CVE-2025-58135 is a vulnerability identified in Zoom Communications, Inc's Zoom Workplace Clients for Windows. The issue is categorized under CWE-837, which pertains to improper enforcement of a single, unique action. Specifically, this vulnerability allows an unauthenticated attacker to perform an information disclosure attack via network access. The flaw arises because the Zoom Workplace client fails to properly enforce restrictions on certain unique actions, potentially enabling unauthorized users to access sensitive information without authentication. The vulnerability has a CVSS v3.1 base score of 5.3, indicating a medium severity level. The vector string (CVSS:3.1/AV:N/AC:H/PR:N/UI:R/S:U/C:H/I:N/A:N) reveals that the attack can be conducted remotely over the network (AV:N) but requires high attack complexity (AC:H) and user interaction (UI:R). No privileges are required (PR:N), and the scope remains unchanged (S:U). The impact is primarily on confidentiality (C:H), with no impact on integrity or availability. There are no known exploits in the wild at the time of publication, and no patches have been linked yet. The affected versions are listed as '0', which likely indicates all current versions or a placeholder pending further details. The vulnerability was reserved on August 25, 2025, and published on September 9, 2025.

For European organizations, this vulnerability poses a risk of sensitive information disclosure through the widely used Zoom Workplace Clients on Windows platforms. Given Zoom's extensive adoption across various sectors including corporate, education, and government institutions in Europe, unauthorized disclosure could lead to exposure of confidential communications, internal documents, or user data.

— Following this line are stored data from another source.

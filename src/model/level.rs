//! Severity levels.
//!
//! Levels are an open integer scale. The named thresholds leave gaps so
//! that intermediate levels can be introduced without renumbering.

use std::fmt;
use std::str::FromStr;

use serde::{Deserialize, Deserializer, Serialize, Serializer};
use thiserror::Error;

/// Ordered severity of a log occurrence. Comparison is purely numeric.
/// The default is [`Level::ALL`].
#[derive(Debug, Clone, Copy, Default, PartialEq, Eq, PartialOrd, Ord, Hash)]
pub struct Level(u16);

impl Level {
    /// Lowest possible level; a gate set to `ALL` lets everything through.
    pub const ALL: Level = Level(0);
    pub const DEBUG: Level = Level(2);
    pub const INFO: Level = Level(4);
    pub const WARN: Level = Level(6);
    pub const ERROR: Level = Level(8);
    pub const FATAL: Level = Level(1000);
    /// Highest possible level; a gate set to `NONE` rejects every named level.
    pub const NONE: Level = Level(2000);

    const NAMED: [(Level, &'static str); 7] = [
        (Level::ALL, "ALL"),
        (Level::DEBUG, "DEBUG"),
        (Level::INFO, "INFO"),
        (Level::WARN, "WARN"),
        (Level::ERROR, "ERROR"),
        (Level::FATAL, "FATAL"),
        (Level::NONE, "NONE"),
    ];

    /// Build a level from its raw value.
    pub const fn from_raw(value: u16) -> Self {
        Self(value)
    }

    /// Raw numeric value.
    pub const fn raw(self) -> u16 {
        self.0
    }

    /// Upper-case name for the named thresholds, `None` for anything else.
    pub fn name(self) -> Option<&'static str> {
        Self::NAMED
            .iter()
            .find(|(level, _)| *level == self)
            .map(|(_, name)| *name)
    }
}

impl fmt::Display for Level {
    fn fmt(&self, f: &mut fmt::Formatter<'_>) -> fmt::Result {
        match self.name() {
            Some(name) => f.write_str(name),
            None => write!(f, "LEVEL({})", self.0),
        }
    }
}

/// Returned when a string names no known level.
#[derive(Debug, Clone, PartialEq, Eq, Error)]
#[error("unknown log level `{0}`")]
pub struct ParseLevelError(pub String);

impl FromStr for Level {
    type Err = ParseLevelError;

    fn from_str(s: &str) -> Result<Self, Self::Err> {
        let trimmed = s.trim();
        Self::NAMED
            .iter()
            .find(|(_, name)| name.eq_ignore_ascii_case(trimmed))
            .map(|(level, _)| *level)
            .ok_or_else(|| ParseLevelError(s.to_string()))
    }
}

impl Serialize for Level {
    fn serialize<S: Serializer>(&self, serializer: S) -> Result<S::Ok, S::Error> {
        match self.name() {
            Some(name) => serializer.serialize_str(&name.to_ascii_lowercase()),
            None => serializer.serialize_u16(self.0),
        }
    }
}

impl<'de> Deserialize<'de> for Level {
    fn deserialize<D: Deserializer<'de>>(deserializer: D) -> Result<Self, D::Error> {
        #[derive(Deserialize)]
        #[serde(untagged)]
        enum Raw {
            Name(String),
            Value(u16),
        }

        match Raw::deserialize(deserializer)? {
            Raw::Name(name) => name.parse().map_err(serde::de::Error::custom),
            Raw::Value(value) => Ok(Level(value)),
        }
    }
}
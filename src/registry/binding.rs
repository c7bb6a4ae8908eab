//! Target-to-category bindings.

use std::sync::Arc;

use crate::target::{same_target, Target};

/// A target together with the categories it listens to.
///
/// No categories means every category.
#[derive(Clone)]
pub struct Binding {
    pub target: Arc<dyn Target>,
    pub categories: Vec<String>,
}

impl Binding {
    pub fn new(target: Arc<dyn Target>, categories: Vec<String>) -> Self {
        Self { target, categories }
    }

    pub fn matches(&self, category: &str) -> bool {
        self.categories.is_empty() || self.categories.iter().any(|c| c == category)
    }

    pub fn is_for(&self, target: &Arc<dyn Target>) -> bool {
        same_target(&self.target, target)
    }
}

#[cfg(test)]
mod tests {
    use super::*;
    use crate::model::Level;
    use crate::target::TracingTarget;

    #[test]
    fn test_empty_categories_match_everything() {
        let binding = Binding::new(Arc::new(TracingTarget::new("all", Level::ALL)), Vec::new());
        assert!(binding.matches("net"));
        assert!(binding.matches(""));
    }

    #[test]
    fn test_exact_category_match() {
        let binding = Binding::new(
            Arc::new(TracingTarget::new("net", Level::ALL)),
            vec!["net".to_string(), "dns".to_string()],
        );
        assert!(binding.matches("dns"));
        assert!(!binding.matches("net.tcp"));
    }
}
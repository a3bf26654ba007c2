use anyhow::{Context, Result};

use crate::barcode;
use crate::cli::commands::Command;

pub struct LotCommand {
    pub payload: String,
}

impl LotCommand {
    pub fn new(payload: impl Into<String>) -> Self {
        Self {
            payload: payload.into(),
        }
    }
}

impl Command for LotCommand {
    async fn execute(&self) -> Result<()> {
        let lot = barcode::parse_lot_number(&self.payload)
            .with_context(|| format!("Rejected barcode payload '{}'", self.payload))?;
        println!("🏷️  Lot number: {lot}");
        Ok(())
    }
}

The medium severity score reflects that while exploitation requires user interaction and has high complexity, the confidentiality impact is high. This could undermine trust in remote collaboration tools, disrupt business operations, and potentially lead to regulatory compliance issues under GDPR if personal data is exposed. The absence of known exploits reduces immediate risk but does not eliminate the threat, especially as attackers may develop exploits over time. Organizations relying heavily on Zoom for internal and external communications should be aware of potential information leakage risks, particularly in environments where sensitive or regulated data is handled.

To mitigate this vulnerability, European organizations should: 1) Monitor Zoom's official security advisories closely for patches or updates addressing CVE-2025-58135 and apply them promptly once available. 2) Implement network-level controls such as restricting access to Zoom Workplace client services to trusted networks and users, reducing exposure to unauthenticated network access. 3) Educate users about the risks of interacting with unsolicited Zoom invitations or links, as user interaction is required for exploitation. 4) Employ endpoint security solutions capable of detecting anomalous behavior related to Zoom client processes. 5) Consider deploying application-layer firewalls or intrusion detection systems with signatures or heuristics for suspicious Zoom client activity. 6) Review and minimize the amount of sensitive information shared or accessible through Zoom Workplace clients until the vulnerability is remediated. 7) Conduct regular security assessments and penetration testing focusing on collaboration tools to identify potential exploitation paths.